=== Begin Enclosure ===

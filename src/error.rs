use thiserror::Error;

use crate::fallback::MissingReason;

/// Errors returned by translation and rendering.
#[derive(Debug, Clone, PartialEq, Eq, Error)]
pub enum TranslateError {
    /// A template could not be compiled or no branch matched. Always returned,
    /// whatever the missing-translation strategy.
    #[error(
        "ICU syntax error for key \"{key}\" in \"{language}\" at line {line}, column {column}: {reason}"
    )]
    Syntax {
        key: String,
        language: String,
        line: usize,
        column: usize,
        reason: String,
    },
    /// Raised only in strict mode.
    #[error(
        "Missing translation for key \"{key}\" in language \"{language}\" (default language \"{default_language}\"): {reason}"
    )]
    MissingTranslation {
        key: String,
        language: String,
        default_language: String,
        reason: MissingReason,
    },
}

/// A syntax error located by byte index inside the template being compiled.
///
/// Converted into [`TranslateError::Syntax`] once the key, language and
/// original template text are known.
#[derive(Debug, Clone, PartialEq, Eq, Error)]
#[error("{reason} (at byte {index})")]
pub struct IcuError {
    pub index: usize,
    pub reason: String,
}

impl IcuError {
    pub fn new(index: usize, reason: impl Into<String>) -> Self {
        IcuError {
            index,
            reason: reason.into(),
        }
    }

    /// Shift the index by `base`, used when the error came from a branch body
    /// that starts at `base` in the enclosing template.
    pub fn offset_by(mut self, base: usize) -> Self {
        self.index += base;
        self
    }

    pub fn locate(self, template: &str, key: &str, language: &str) -> TranslateError {
        let (line, column) = line_column(template, self.index);
        TranslateError::Syntax {
            key: key.to_string(),
            language: language.to_string(),
            line,
            column,
            reason: self.reason,
        }
    }
}

/// 1-based line and column (in characters) of a byte index.
pub fn line_column(text: &str, index: usize) -> (usize, usize) {
    let mut end = index.min(text.len());
    while !text.is_char_boundary(end) {
        end -= 1;
    }
    let prefix = &text[..end];
    let line = prefix.matches('\n').count() + 1;
    let line_start = prefix.rfind('\n').map(|i| i + 1).unwrap_or(0);
    let column = prefix[line_start..].chars().count() + 1;
    (line, column)
}

/// Errors raised while loading tables or settings from disk.
#[derive(Debug, Error)]
pub enum LoadError {
    #[error("Failed to read file '{path}': {source}")]
    Io {
        path: String,
        #[source]
        source: std::io::Error,
    },
    #[error("Failed to parse JSON from '{origin}': {source}")]
    Json {
        origin: String,
        #[source]
        source: serde_json::Error,
    },
    #[error("Invalid translation table in '{origin}': {reason}")]
    InvalidTable { origin: String, reason: String },
}

/// Result type for translation operations
pub type Result<T> = std::result::Result<T, TranslateError>;
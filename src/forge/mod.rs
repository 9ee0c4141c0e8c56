//! forge
//!
//! Read-only access to a remote hosting service's REST API.
//!
//! # Architecture
//!
//! The changelog engine depends on the [`PageSource`] trait only. Concrete
//! sources are [`github::GitHubForge`] for real runs and [`mock::MockForge`]
//! for tests.
//!
//! # Modules
//!
//! - `traits`: `PageSource`, `Page` and `ForgeError`
//! - [`pagination`]: `Link`-header walking with a page cap
//! - `endpoints`: URL builders for the consumed endpoints
//! - `records`: decoded pull request and commit records
//! - [`github`]: GitHub implementation using the REST API
//! - [`mock`]: Mock implementation for deterministic testing
//!
//! # Example
//!
//! ```ignore
//! use quarterlog::forge::{fetch_pages, github::GitHubForge, RepoEndpoints};
//!
//! let forge = GitHubForge::new(None);
//! let endpoints = RepoEndpoints::new("https://api.github.com", "octocat/hello".parse()?);
//! fetch_pages(&forge, &endpoints.closed_pulls(), |body| {
//!     println!("{} bytes", body.len());
//!     Ok(true)
//! })
//! .await?;
//! ```

mod endpoints;
pub mod github;
pub mod mock;
pub mod pagination;
mod records;
mod traits;

pub use endpoints::RepoEndpoints;
pub use pagination::{fetch_pages, parse_next_link, Diagnostic, Pages, PaginationStop, MAX_PAGES};
pub use records::{CommitRecord, PullRequestRecord};
pub use traits::*;
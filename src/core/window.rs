//! core::window
//!
//! Calendar quarters and the time window a changelog covers.
//!
//! # Semantics
//!
//! By default the window is the full quarter *before* the one containing
//! today: a run in July covers April through June, a run in February covers
//! October through December of the previous year.
//!
//! `start` is midnight UTC on the first day of the quarter and `end` is
//! midnight UTC on the first day of the following quarter. Pull requests are
//! tested against `[start, end)`.

use std::fmt;
use std::str::FromStr;

use chrono::{DateTime, Datelike, NaiveDate, TimeZone, Utc};
use thiserror::Error;

/// Errors from quarter parsing and window construction.
#[derive(Debug, Clone, PartialEq, Eq, Error)]
pub enum WindowError {
    #[error("invalid quarter '{0}': expected YYYY-Qn with n in 1..=4")]
    InvalidQuarter(String),

    #[error("quarter {0} is outside the supported date range")]
    OutOfRange(Quarter),
}

/// A calendar quarter.
#[derive(Debug, Clone, Copy, PartialEq, Eq, PartialOrd, Ord, Hash)]
pub struct Quarter {
    year: i32,
    number: u32,
}

impl Quarter {
    /// Create a quarter. `number` must be in `1..=4`.
    pub fn new(year: i32, number: u32) -> Option<Self> {
        (1..=4).contains(&number).then_some(Self { year, number })
    }

    /// The quarter containing `date`.
    pub fn containing(date: NaiveDate) -> Self {
        Self {
            year: date.year(),
            number: date.month0() / 3 + 1,
        }
    }

    /// The quarter a run on `today` covers: the last full quarter.
    pub fn preceding(today: NaiveDate) -> Self {
        Self::containing(today).previous()
    }

    /// The quarter immediately before this one.
    pub fn previous(self) -> Self {
        if self.number == 1 {
            Self {
                year: self.year - 1,
                number: 4,
            }
        } else {
            Self {
                year: self.year,
                number: self.number - 1,
            }
        }
    }

    /// The quarter immediately after this one.
    pub fn next(self) -> Self {
        if self.number == 4 {
            Self {
                year: self.year + 1,
                number: 1,
            }
        } else {
            Self {
                year: self.year,
                number: self.number + 1,
            }
        }
    }

    pub fn year(self) -> i32 {
        self.year
    }

    pub fn number(self) -> u32 {
        self.number
    }

    /// First calendar month of the quarter (1, 4, 7 or 10).
    pub fn first_month(self) -> u32 {
        (self.number - 1) * 3 + 1
    }

    /// Midnight UTC on the first day of the quarter.
    pub fn start(self) -> Result<DateTime<Utc>, WindowError> {
        Utc.with_ymd_and_hms(self.year, self.first_month(), 1, 0, 0, 0)
            .single()
            .ok_or(WindowError::OutOfRange(self))
    }

    /// The window spanning this quarter.
    pub fn window(self) -> Result<Window, WindowError> {
        Ok(Window {
            start: self.start()?,
            end: self.next().start().map_err(|_| WindowError::OutOfRange(self))?,
        })
    }
}

impl fmt::Display for Quarter {
    fn fmt(&self, f: &mut fmt::Formatter<'_>) -> fmt::Result {
        write!(f, "{}-Q{}", self.year, self.number)
    }
}

impl FromStr for Quarter {
    type Err = WindowError;

    /// Parse `YYYY-Qn` (case-insensitive `q`).
    fn from_str(s: &str) -> Result<Self, Self::Err> {
        let invalid = || WindowError::InvalidQuarter(s.to_string());
        let (year, quarter) = s.trim().split_once('-').ok_or_else(invalid)?;
        let year: i32 = year.parse().map_err(|_| invalid())?;
        let number = quarter
            .strip_prefix('Q')
            .or_else(|| quarter.strip_prefix('q'))
            .and_then(|n| n.parse::<u32>().ok())
            .ok_or_else(invalid)?;
        Self::new(year, number).ok_or_else(invalid)
    }
}

/// The time span a changelog covers.
#[derive(Debug, Clone, Copy, PartialEq, Eq)]
pub struct Window {
    /// Inclusive lower bound
    pub start: DateTime<Utc>,
    /// Exclusive upper bound
    pub end: DateTime<Utc>,
}

impl Window {
    /// The window for a run on `today`: the previous full quarter.
    pub fn preceding(today: NaiveDate) -> Result<Self, WindowError> {
        Quarter::preceding(today).window()
    }

    /// Whether `at` falls in `[start, end)`.
    pub fn contains(&self, at: DateTime<Utc>) -> bool {
        at >= self.start && at < self.end
    }
}

impl fmt::Display for Window {
    fn fmt(&self, f: &mut fmt::Formatter<'_>) -> fmt::Result {
        write!(
            f,
            "{} .. {}",
            self.start.format("%Y-%m-%d"),
            self.end.format("%Y-%m-%d")
        )
    }
}
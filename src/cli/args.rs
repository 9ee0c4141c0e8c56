//! cli::args
//!
//! Command-line argument definitions using clap derive.
//!
//! # Global Flags
//!
//! These flags are available on all commands:
//! - `--help` / `-h`: Show help
//! - `--version`: Show version
//! - `--cwd <path>`: Run as if in that directory
//! - `--config <path>`: Use this file instead of the global config search
//! - `--debug`: Enable debug logging
//! - `--quiet` / `-q`: Minimal output

use clap::{Parser, Subcommand};
use std::path::PathBuf;

use crate::changelog::LinkStyle;
use crate::core::window::Quarter;

/// quarterlog - Draft a quarterly changelog from merged pull requests and commits
#[derive(Parser, Debug)]
#[command(name = "quarterlog")]
#[command(author, version, about, long_about = None)]
pub struct Cli {
    /// Run as if quarterlog was started in this directory
    #[arg(long, global = true)]
    pub cwd: Option<PathBuf>,

    /// Config file to use instead of the global config search
    #[arg(long, global = true, value_name = "PATH")]
    pub config: Option<PathBuf>,

    /// Enable debug logging
    #[arg(long, global = true)]
    pub debug: bool,

    /// Minimal output
    #[arg(short, long, global = true)]
    pub quiet: bool,

    #[command(subcommand)]
    pub command: Command,
}

impl Cli {
    /// Parse command-line arguments.
    pub fn parse_args() -> Self {
        Parser::parse()
    }
}

/// Available commands.
#[derive(Subcommand, Debug)]
pub enum Command {
    /// Generate the changelog for a quarter
    #[command(
        name = "generate",
        long_about = "Generate the changelog for a quarter.\n\n\
            Lists every pull request merged during the quarter, plus every commit \
            from the same period that no pull request accounts for, as markdown \
            list items ordered by date. By default the quarter is the one before \
            the current quarter.",
        after_help = "\
WORKFLOW EXAMPLES:
    # Last quarter's changes for the configured repository
    quarterlog generate

    # A specific repository and quarter, printed to stdout
    quarterlog generate --repo graphiteeditor/graphite --quarter 2024-Q2 --output -

    # Wrap links in <small> tags for a website changelog
    quarterlog generate --link-style small

AUTHENTICATION:
    If access_token.txt (or --token-file) exists, its contents are sent as a
    bearer token. Without it, requests are anonymous and heavily rate limited."
    )]
    Generate(GenerateArgs),

    /// Show the window a run would cover
    #[command(name = "window")]
    Window {
        /// Quarter to show (YYYY-Qn); defaults to the previous quarter
        #[arg(long)]
        quarter: Option<Quarter>,
    },

    /// Show the effective configuration
    #[command(name = "config")]
    Config,

    /// Generate shell completion scripts
    #[command(
        name = "completion",
        after_help = "\
INSTALLATION:
    # Bash
    quarterlog completion bash > ~/.local/share/bash-completion/completions/quarterlog

    # Zsh
    quarterlog completion zsh > ~/.zfunc/_quarterlog

    # Fish
    quarterlog completion fish > ~/.config/fish/completions/quarterlog.fish"
    )]
    Completion {
        /// Shell to generate completions for
        #[arg(value_enum)]
        shell: Shell,
    },
}

/// Arguments for `generate`. Unset flags fall back to configuration.
#[derive(clap::Args, Debug, Clone, Default)]
pub struct GenerateArgs {
    /// Repository as owner/name or a GitHub URL
    #[arg(long)]
    pub repo: Option<String>,

    /// Quarter to cover (YYYY-Qn); defaults to the previous quarter
    #[arg(long)]
    pub quarter: Option<Quarter>,

    /// Output file, or - for stdout
    #[arg(short, long, value_name = "PATH")]
    pub output: Option<PathBuf>,

    /// File holding a bearer token
    #[arg(long, value_name = "PATH")]
    pub token_file: Option<PathBuf>,

    /// REST API base URL
    #[arg(long, value_name = "URL")]
    pub api_base: Option<String>,

    /// Link rendering: plain or small
    #[arg(long)]
    pub link_style: Option<LinkStyle>,
}

/// Supported shells for completion
#[derive(clap::ValueEnum, Debug, Clone, Copy)]
#[allow(clippy::enum_variant_names)]
pub enum Shell {
    Bash,
    Zsh,
    Fish,
    PowerShell,
}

=== End Enclosure ===

When a line in the records above holds "None", that line is to be reported.

TASK RESULT:
//! let forge = GitHubForge::new(None);
#[command(author, version, about, long_about = None)]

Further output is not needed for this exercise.